J’ai rarement rencontré agent du FBI aussi doux et tranquille que Bill Hagmaier. A le voir assis à son petit bureau de Fredericksburg (Virgine), nul ne s’imagine qu'il a, pendant des années, sondé ce qu’il y a de plus terrible dans l’âme humaine. Au sein de l’unité du FBI chargée de traquer les tueurs en série, la Behavioral Science Unit (BSU), on parle encore avec admiration de son tableau de chasse: de la traque d’Unabomber à celle de l’Etrangleur de Colombus, des meurtres du Rôdeur de la nuit à ceux du Tueur pleureur, du plus gros braquage de l’histoire des Etats-Unis (Sentry Armored Car) à l’incendie criminel de l’hôtel Dupont Plazza de Porto Rico (91 morts)... Bill Hagmaier a résolu des centaines d'affaires qui ont passionné les Américains. Et traqué les plus effrayants tueurs en série du pays: Gary Ridgway, le Tueur de la Green River, condamné en 2003 à 48 peines de perpétuité sans remise de peine possible pour le meurtre de 40 femmes, bien qu'ayant avoué en avoir commis 72 et supposé en avoir liquidé 90; Danny Rolling, connu sous le nom de l'Eventreur de Gainesville, exécuté en 2006 pour avoir sauvagement assassiné une dizaine de personnes; Aileen Wuronos, une prostituée surnommée La Demoiselle de la mort, exécutée en Floride en 2002 pour avoir tué sept hommes; sans oublier leur maître à tous, l’effroyable Ted Bundy. «Pendant des années, explique Bill Hagmaier, j'ai parcouru le pays d’un bout à l’autre pour regarder les images des crimes les plus odieux que l’on puisse imaginer. Quelle étrange façon de vivre! Sans ma femme et mes deux enfants, je ne sais pas si j’aurais pu le faire. Dans notre unité, nombreux sont ceux qui ont démissionné ne supportant plus l’horreur des tueurs en série.» Nul n’imagine non plus que des années après son départ du FBI, Bill Hagmaier continue à passer le plus clair de son temps à scruter les abysses du mal. Il travaille désormais au 10711 Spotsylvania, un petit immeuble situé à moins d’une heure de ses anciens bureaux de la BSU. Sa société emploie deux personnes, une secrétaire et lui-même, mais on aurait tort de se laisser abuser par la quiétude des lieux. Ses enquêtes l’ont conduit aux Etats-Unis, au Canada, à Porto Rico, en Angleterre, en Australie, en Islande et en Suisse.
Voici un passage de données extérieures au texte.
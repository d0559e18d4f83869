//! Spreadsheet artifact: a minimal single-worksheet XLSX package.
//!
//! The package carries four fixed parts and one generated worksheet.
//! Cells are written inline (no shared-string table); numbers keep their
//! numeric type so spreadsheet formulas work on exported scores and
//! counts. Column width hints land in a `<cols>` block.

use std::fs::File;
use std::io::Write;
use std::path::Path;

use quick_xml::events::{BytesDecl, BytesEnd, BytesStart, BytesText, Event};
use quick_xml::Writer;
use serde_json::Value;
use zip::write::SimpleFileOptions;
use zip::ZipWriter;

use crate::data::values::stringify;
use crate::error::ExportError;
use crate::export::resolve::ExportColumn;

const CONTENT_TYPES: &str = concat!(
    r#"<?xml version="1.0" encoding="UTF-8" standalone="yes"?>"#,
    r#"<Types xmlns="http://schemas.openxmlformats.org/package/2006/content-types">"#,
    r#"<Default Extension="rels" ContentType="application/vnd.openxmlformats-package.relationships+xml"/>"#,
    r#"<Default Extension="xml" ContentType="application/xml"/>"#,
    r#"<Override PartName="/xl/workbook.xml" ContentType="application/vnd.openxmlformats-officedocument.spreadsheetml.sheet.main+xml"/>"#,
    r#"<Override PartName="/xl/worksheets/sheet1.xml" ContentType="application/vnd.openxmlformats-officedocument.spreadsheetml.worksheet+xml"/>"#,
    r#"</Types>"#,
);

const ROOT_RELS: &str = concat!(
    r#"<?xml version="1.0" encoding="UTF-8" standalone="yes"?>"#,
    r#"<Relationships xmlns="http://schemas.openxmlformats.org/package/2006/relationships">"#,
    r#"<Relationship Id="rId1" Type="http://schemas.openxmlformats.org/officeDocument/2006/relationships/officeDocument" Target="xl/workbook.xml"/>"#,
    r#"</Relationships>"#,
);

const WORKBOOK: &str = concat!(
    r#"<?xml version="1.0" encoding="UTF-8" standalone="yes"?>"#,
    r#"<workbook xmlns="http://schemas.openxmlformats.org/spreadsheetml/2006/main" xmlns:r="http://schemas.openxmlformats.org/officeDocument/2006/relationships">"#,
    r#"<sheets><sheet name="Export" sheetId="1" r:id="rId1"/></sheets>"#,
    r#"</workbook>"#,
);

const WORKBOOK_RELS: &str = concat!(
    r#"<?xml version="1.0" encoding="UTF-8" standalone="yes"?>"#,
    r#"<Relationships xmlns="http://schemas.openxmlformats.org/package/2006/relationships">"#,
    r#"<Relationship Id="rId1" Type="http://schemas.openxmlformats.org/officeDocument/2006/relationships/worksheet" Target="worksheets/sheet1.xml"/>"#,
    r#"</Relationships>"#,
);

pub fn write_xlsx(
    path: &Path,
    columns: &[ExportColumn],
    rows: &[Vec<Value>],
) -> Result<(), ExportError> {
    let sheet = build_worksheet(columns, rows)?;

    let file = File::create(path).map_err(|e| ExportError::Io(e.to_string()))?;
    let mut archive = ZipWriter::new(file);
    let options = SimpleFileOptions::default();

    for (name, body) in [
        ("[Content_Types].xml", CONTENT_TYPES.as_bytes()),
        ("_rels/.rels", ROOT_RELS.as_bytes()),
        ("xl/workbook.xml", WORKBOOK.as_bytes()),
        ("xl/_rels/workbook.xml.rels", WORKBOOK_RELS.as_bytes()),
        ("xl/worksheets/sheet1.xml", sheet.as_slice()),
    ] {
        archive.start_file(name, options)?;
        archive
            .write_all(body)
            .map_err(|e| ExportError::Io(e.to_string()))?;
    }
    archive.finish()?;
    Ok(())
}

fn build_worksheet(columns: &[ExportColumn], rows: &[Vec<Value>]) -> Result<Vec<u8>, ExportError> {
    let mut xml = Writer::new(Vec::new());
    xml.write_event(Event::Decl(BytesDecl::new("1.0", Some("UTF-8"), Some("yes"))))?;

    let mut worksheet = BytesStart::new("worksheet");
    worksheet.push_attribute((
        "xmlns",
        "http://schemas.openxmlformats.org/spreadsheetml/2006/main",
    ));
    xml.write_event(Event::Start(worksheet))?;

    // The cols block must precede sheetData, and only columns with hints
    // get an entry.
    if columns.iter().any(|c| c.width.is_some()) {
        xml.write_event(Event::Start(BytesStart::new("cols")))?;
        for (index, column) in columns.iter().enumerate() {
            let Some(width) = column.width else {
                continue;
            };
            let position = (index + 1).to_string();
            let mut col = BytesStart::new("col");
            col.push_attribute(("min", position.as_str()));
            col.push_attribute(("max", position.as_str()));
            col.push_attribute(("width", width.to_string().as_str()));
            col.push_attribute(("customWidth", "1"));
            xml.write_event(Event::Empty(col))?;
        }
        xml.write_event(Event::End(BytesEnd::new("cols")))?;
    }

    xml.write_event(Event::Start(BytesStart::new("sheetData")))?;

    let headers: Vec<Value> = columns.iter().map(|c| Value::from(c.header.clone())).collect();
    write_row(&mut xml, 1, &headers)?;
    for (index, row) in rows.iter().enumerate() {
        write_row(&mut xml, index + 2, row)?;
    }

    xml.write_event(Event::End(BytesEnd::new("sheetData")))?;
    xml.write_event(Event::End(BytesEnd::new("worksheet")))?;
    Ok(xml.into_inner())
}

fn write_row(xml: &mut Writer<Vec<u8>>, number: usize, cells: &[Value]) -> Result<(), ExportError> {
    let row_ref = number.to_string();
    let mut row = BytesStart::new("row");
    row.push_attribute(("r", row_ref.as_str()));
    xml.write_event(Event::Start(row))?;

    for (index, cell) in cells.iter().enumerate() {
        if cell.is_null() {
            continue;
        }
        let cell_ref = format!("{}{}", column_letters(index), number);
        let mut c = BytesStart::new("c");
        c.push_attribute(("r", cell_ref.as_str()));
        match cell {
            Value::Number(n) => {
                c.push_attribute(("t", "n"));
                xml.write_event(Event::Start(c))?;
                xml.write_event(Event::Start(BytesStart::new("v")))?;
                xml.write_event(Event::Text(BytesText::new(&n.to_string())))?;
                xml.write_event(Event::End(BytesEnd::new("v")))?;
            }
            other => {
                c.push_attribute(("t", "inlineStr"));
                xml.write_event(Event::Start(c))?;
                xml.write_event(Event::Start(BytesStart::new("is")))?;
                xml.write_event(Event::Start(BytesStart::new("t")))?;
                xml.write_event(Event::Text(BytesText::new(&stringify(Some(other)))))?;
                xml.write_event(Event::End(BytesEnd::new("t")))?;
                xml.write_event(Event::End(BytesEnd::new("is")))?;
            }
        }
        xml.write_event(Event::End(BytesEnd::new("c")))?;
    }

    xml.write_event(Event::End(BytesEnd::new("row")))?;
    Ok(())
}

/// Zero-based column index to spreadsheet letters: 0 -> A, 25 -> Z,
/// 26 -> AA.
fn column_letters(index: usize) -> String {
    let mut letters = Vec::new();
    let mut n = index;
    loop {
        letters.push(b'A' + (n % 26) as u8);
        if n < 26 {
            break;
        }
        n = n / 26 - 1;
    }
    letters.reverse();
    String::from_utf8(letters).unwrap_or_default()
}

#[cfg(test)]
mod tests {
    use super::*;
    use serde_json::json;
    use std::io::Read;

    #[test]
    fn test_column_letters() {
        assert_eq!(column_letters(0), "A");
        assert_eq!(column_letters(25), "Z");
        assert_eq!(column_letters(26), "AA");
        assert_eq!(column_letters(27), "AB");
        assert_eq!(column_letters(701), "ZZ");
        assert_eq!(column_letters(702), "AAA");
    }

    #[test]
    fn test_package_layout_and_cell_types() {
        let dir = tempfile::tempdir().unwrap();
        let path = dir.path().join("out.xlsx");
        let columns = vec![
            ExportColumn::new("name", "Name").with_width(24),
            ExportColumn::new("score", "Score"),
        ];
        let rows = vec![
            vec![json!("Alice & Bob"), json!(92)],
            vec![json!(null), json!(50.5)],
        ];

        write_xlsx(&path, &columns, &rows).unwrap();

        let file = File::open(&path).unwrap();
        let mut archive = zip::ZipArchive::new(file).unwrap();
        for part in [
            "[Content_Types].xml",
            "_rels/.rels",
            "xl/workbook.xml",
            "xl/_rels/workbook.xml.rels",
            "xl/worksheets/sheet1.xml",
        ] {
            assert!(archive.by_name(part).is_ok(), "missing part {part}");
        }

        let mut sheet = String::new();
        archive
            .by_name("xl/worksheets/sheet1.xml")
            .unwrap()
            .read_to_string(&mut sheet)
            .unwrap();
        assert!(sheet.contains("Alice &amp; Bob"), "text cells escape");
        assert!(sheet.contains(r#"<c r="B2" t="n"><v>92</v></c>"#));
        assert!(sheet.contains(r#"<col min="1" max="1" width="24" customWidth="1"/>"#));
        assert!(!sheet.contains(r#"r="A3" t="inlineStr""#), "null cell skipped");
        assert!(sheet.contains(r#"<c r="B3" t="n"><v>50.5</v></c>"#));
    }
}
Mais revenons sur la carrière de celui qui, aujourd'hui encore, est toujours considéré comme une légende dans le milieu des profileurs. Dans les années 80, Bill Hagmaier, responsable du Centre national d’analyse sur le crime violent créé par le président Ronald Reagan, est chargé de coordonner les enquêtes criminelles et de fournir aide et assistance aux différentes polices locales des Etats américains ainsi qu’aux forces de l’ordre étrangères. Le 21 juin 1989, six mois après son élection à la présidence des Etats-Unis, George Bush lance un vaste plan de lutte contre la criminalité violente en pleine explosion, une mission prioritaire du FBI. A cette époque, les Etats-Unis comptabilisent près de dix meurtres pour 100'000 habitants par année, soit environ quatre fois plus qu’en France ou au Canada. Le plus souvent, ces crimes demeurent inexpliqués, donc impunis. Alors qu'en 1966, seuls 6% des crimes n’étaient pas résolus, leur nombre atteint 25% en 1990 avant de culminer à 34% deux ans plus tard. Les tueurs en série sont l'incarnation de ce déchaînement criminel violent. Ils seraient entre 40 et 200 à sillonner le pays en toute impunité, selon le FBI, tuant bon an mal an plusieurs milliers de personnes. Soit six fois plus qu'au début des années 1990.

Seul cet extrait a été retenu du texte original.